Este programa serve, exclusivamente, para tentar convencer as pessoas de que o projecto da União Europeia é bom para elas. Mesmo que sintam que a UE contribui para a retirada dos seus direitos, mesmo que não se identifiquem com o projecto, a UE decidiu que gastará 215 milhões nos próximos sete anos para convencer e obrigar as pessoas a sentirem, passo o pleonasmo, um sentimento de pertença e que sintam os valores deste projecto de integração capitalista que é a UE. É uma aberração querer-se impor uma identidade. Etimologicamente, identidade é a essência do ser. Tem-se ou não uma identidade. O programa define como um dos seus objectivos «contribuir para a compreensão da União por parte dos cidadãos e fomentar o seu sentimento de pertença a uma Europa unida na sua diversidade, através da memória, tendo por objectivo o desenvolvimento de um sentido de história comum». Para o concretizar, financiará iniciativas e projectos «da sociedade civil e das pequenas e médias organizações com uma ligação clara à agenda política europeia». Traduza-se, com uma ligação à agenda ideológica da UE.
Vinte e cinco por cento do financiamento deste programa são dedicados à Vertente 1 – designada oficialmente como «Promoção da memória da história europeia e desenvolvimento de um sentimento de identidade europeia» – na prática, consagrada à propaganda anticomunista que, aliás, o Parlamento opinou neste relatório que deveria ser reforçada em relação ao programa antecessor.
Nesta vertente financiar-se-ão, dizem, «debates/estudos e intervenções sobre os momentos decisivos da história europeia e da integração europeia, nomeadamente para manter viva a memória dos crimes cometidos durante todas as ditaduras da história moderna da Europa, como o nazismo, o fascismo e os regimes comunistas totalitários, incluindo o estalinismo, com o objectivo final de preservar a coexistência pacífica na Europa».
Sim, haverá financiamento para debates, estudos, iniciativas, institutos de cultura e história… desde que estes se comprometam com resultados alinhados com a leitura histórica do capitalismo monopolista. É, sem dúvida, a instrumentalização da ciência.

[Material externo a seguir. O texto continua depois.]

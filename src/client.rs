//! Per-client state: the callback channel, outstanding requests and the
//! counters reported to the metrics sink.

use crate::backend::{AdvertiserMetrics, MetricsSink};
use crate::orchestrator::MdnsListener;
use crate::service_info::{Network, NsdServiceInfo};
use crate::shared_log::SharedLog;
#[cfg(feature = "logging")]
use crate::log::debug;
use flume::Sender;
use std::collections::{HashMap, HashSet};
use std::sync::Arc;

/// Max outstanding requests per client.
pub(crate) const MAX_LIMIT: usize = 10;

/// Cap on the unique service names tracked per request for metrics.
const MAX_SERVICES_COUNT_METRIC_PER_CLIENT: usize = 100;

/// Sentinel transaction id for failures that never reached a backend.
pub(crate) const NO_TRANSACTION: i32 = -1;

/// Error codes surfaced to clients in `*Failed` events.
#[derive(Clone, Copy, Debug, PartialEq, Eq)]
pub enum NsdError {
    /// A backend failure, an unparsable service type, or an interface lookup
    /// failure.
    InternalError,
    /// A second in-flight legacy resolve on the same client.
    AlreadyActive,
    /// The per-client outstanding request quota was reached.
    MaxLimit,
    /// Bad service type on a callback registration.
    BadParameters,
    /// A stop verb named a request that is not running.
    OperationNotRunning,
}

/// Events delivered to a client on the channel returned from `connect`.
#[derive(Clone, Debug)]
#[non_exhaustive]
pub enum ClientEvent {
    DiscoverServicesStarted {
        listener_key: i32,
        info: NsdServiceInfo,
    },
    DiscoverServicesFailed {
        listener_key: i32,
        error: NsdError,
    },
    ServiceFound {
        listener_key: i32,
        info: NsdServiceInfo,
    },
    ServiceLost {
        listener_key: i32,
        info: NsdServiceInfo,
    },
    StopDiscoverySucceeded {
        listener_key: i32,
    },
    StopDiscoveryFailed {
        listener_key: i32,
        error: NsdError,
    },
    RegisterServiceSucceeded {
        listener_key: i32,
        info: NsdServiceInfo,
    },
    RegisterServiceFailed {
        listener_key: i32,
        error: NsdError,
    },
    UnregisterServiceSucceeded {
        listener_key: i32,
    },
    UnregisterServiceFailed {
        listener_key: i32,
        error: NsdError,
    },
    ResolveServiceSucceeded {
        listener_key: i32,
        info: NsdServiceInfo,
    },
    ResolveServiceFailed {
        listener_key: i32,
        error: NsdError,
    },
    StopResolutionSucceeded {
        listener_key: i32,
    },
    StopResolutionFailed {
        listener_key: i32,
        error: NsdError,
    },
    ServiceInfoCallbackRegistered {
        listener_key: i32,
    },
    ServiceInfoCallbackRegistrationFailed {
        listener_key: i32,
        error: NsdError,
    },
    ServiceUpdated {
        listener_key: i32,
        info: NsdServiceInfo,
    },
    ServiceUpdatedLost {
        listener_key: i32,
    },
    ServiceInfoCallbackUnregistered {
        listener_key: i32,
    },
}

/// Counters and timing shared by every request variant.
#[derive(Debug)]
pub(crate) struct RequestHeader {
    pub(crate) transaction_id: i32,
    pub(crate) start_time_ms: u64,
    found_service_count: u32,
    lost_service_count: u32,
    service_names: HashSet<String>,
    is_service_from_cache: bool,
    sent_query_count: u32,
}

impl RequestHeader {
    pub(crate) fn new(transaction_id: i32, start_time_ms: u64) -> Self {
        Self {
            transaction_id,
            start_time_ms,
            found_service_count: 0,
            lost_service_count: 0,
            service_names: HashSet::new(),
            is_service_from_cache: false,
            sent_query_count: 0,
        }
    }

    pub(crate) fn request_duration_ms(&self, stop_time_ms: u64) -> u64 {
        stop_time_ms.saturating_sub(self.start_time_ms)
    }

    pub(crate) fn on_service_found(&mut self, service_name: &str) {
        self.found_service_count += 1;
        if self.service_names.len() < MAX_SERVICES_COUNT_METRIC_PER_CLIENT {
            self.service_names.insert(service_name.to_string());
        }
    }

    pub(crate) fn on_service_lost(&mut self) {
        self.lost_service_count += 1;
    }

    /// The from-cache flag is sticky: once a request saw a cached answer it
    /// stays marked even if later answers come off the wire.
    pub(crate) fn set_service_from_cache(&mut self, is_service_from_cache: bool) {
        if is_service_from_cache {
            self.is_service_from_cache = true;
        }
    }

    pub(crate) fn is_service_from_cache(&self) -> bool {
        self.is_service_from_cache
    }

    pub(crate) fn on_query_sent(&mut self) {
        self.sent_query_count += 1;
    }

    pub(crate) fn found_service_count(&self) -> u32 {
        self.found_service_count
    }

    pub(crate) fn lost_service_count(&self) -> u32 {
        self.lost_service_count
    }

    pub(crate) fn services_count(&self) -> usize {
        self.service_names.len()
    }

    pub(crate) fn sent_query_count(&self) -> u32 {
        self.sent_query_count
    }
}

/// The legacy verb that created a request, so cleanup can issue the matching
/// stop.
#[derive(Clone, Copy, Debug, PartialEq, Eq)]
pub(crate) enum LegacyVerb {
    Discover,
    Register,
    Resolve,
}

/// One outstanding operation.
#[derive(Debug)]
pub(crate) enum ClientRequest {
    /// Served by the legacy daemon.
    Legacy {
        header: RequestHeader,
        verb: LegacyVerb,
    },
    /// Served by the modern advertiser.
    Advertiser {
        header: RequestHeader,
        requested_network: Option<Network>,
    },
    /// Served by the modern discovery engine through a listener.
    DiscoveryManager {
        header: RequestHeader,
        listener: Arc<MdnsListener>,
        requested_network: Option<Network>,
    },
}

impl ClientRequest {
    pub(crate) fn header(&self) -> &RequestHeader {
        match self {
            Self::Legacy { header, .. }
            | Self::Advertiser { header, .. }
            | Self::DiscoveryManager { header, .. } => header,
        }
    }

    pub(crate) fn header_mut(&mut self) -> &mut RequestHeader {
        match self {
            Self::Legacy { header, .. }
            | Self::Advertiser { header, .. }
            | Self::DiscoveryManager { header, .. } => header,
        }
    }

    pub(crate) fn transaction_id(&self) -> i32 {
        self.header().transaction_id
    }

    /// For modern-backend requests, the network the request asked for
    /// (`None` meaning any network). Legacy requests return `None` outright.
    fn modern_requested_network(&self) -> Option<Option<Network>> {
        match self {
            Self::Legacy { .. } => None,
            Self::Advertiser {
                requested_network, ..
            }
            | Self::DiscoveryManager {
                requested_network, ..
            } => Some(*requested_network),
        }
    }
}

/// Whether a requested network (None = any) matches any of `networks`.
fn is_any_network_matched(requested: Option<Network>, networks: &HashSet<Network>) -> bool {
    match requested {
        None => !networks.is_empty(),
        Some(network) => networks.contains(&network),
    }
}

/// State tracked per connected client.
pub(crate) struct ClientInfo {
    callback: Sender<ClientEvent>,
    pub(crate) uid: u32,
    /// Client hint to prefer the modern backend for every request.
    pub(crate) use_modern_backend: bool,
    /// Set when the client issues the legacy daemon-startup message.
    pub(crate) is_pre_s_client: bool,
    /// Outstanding requests, keyed by the caller-chosen client request id.
    pub(crate) client_requests: HashMap<i32, ClientRequest>,
    /// Remembers a resolved service until the address lookup completes.
    pub(crate) resolved_service: Option<NsdServiceInfo>,
    pub(crate) logs: SharedLog,
    metrics: Arc<dyn MetricsSink>,
}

É a falsificação da realidade histórica, equiparando fascismo com comunismo, tentando criminalizar e ilegalizar não apenas os movimentos comunistas mas todos os que rejeitam este sistema, branqueando o nazi-fascismo, ocultando a natureza de classe do fascismo e ocultando que o anti-fascismo foi a luta pela qual milhares, milhões de comunistas deram a sua vida.
Como dissemos em anterior artigo, o grande capital tudo fará para impor e absolutizar o conceito de «democracia» que mais lhe interessa, não vão os trabalhadores e os povos descobrirem que existem alternativas a este e que podem construir o seu próprio projecto democrático.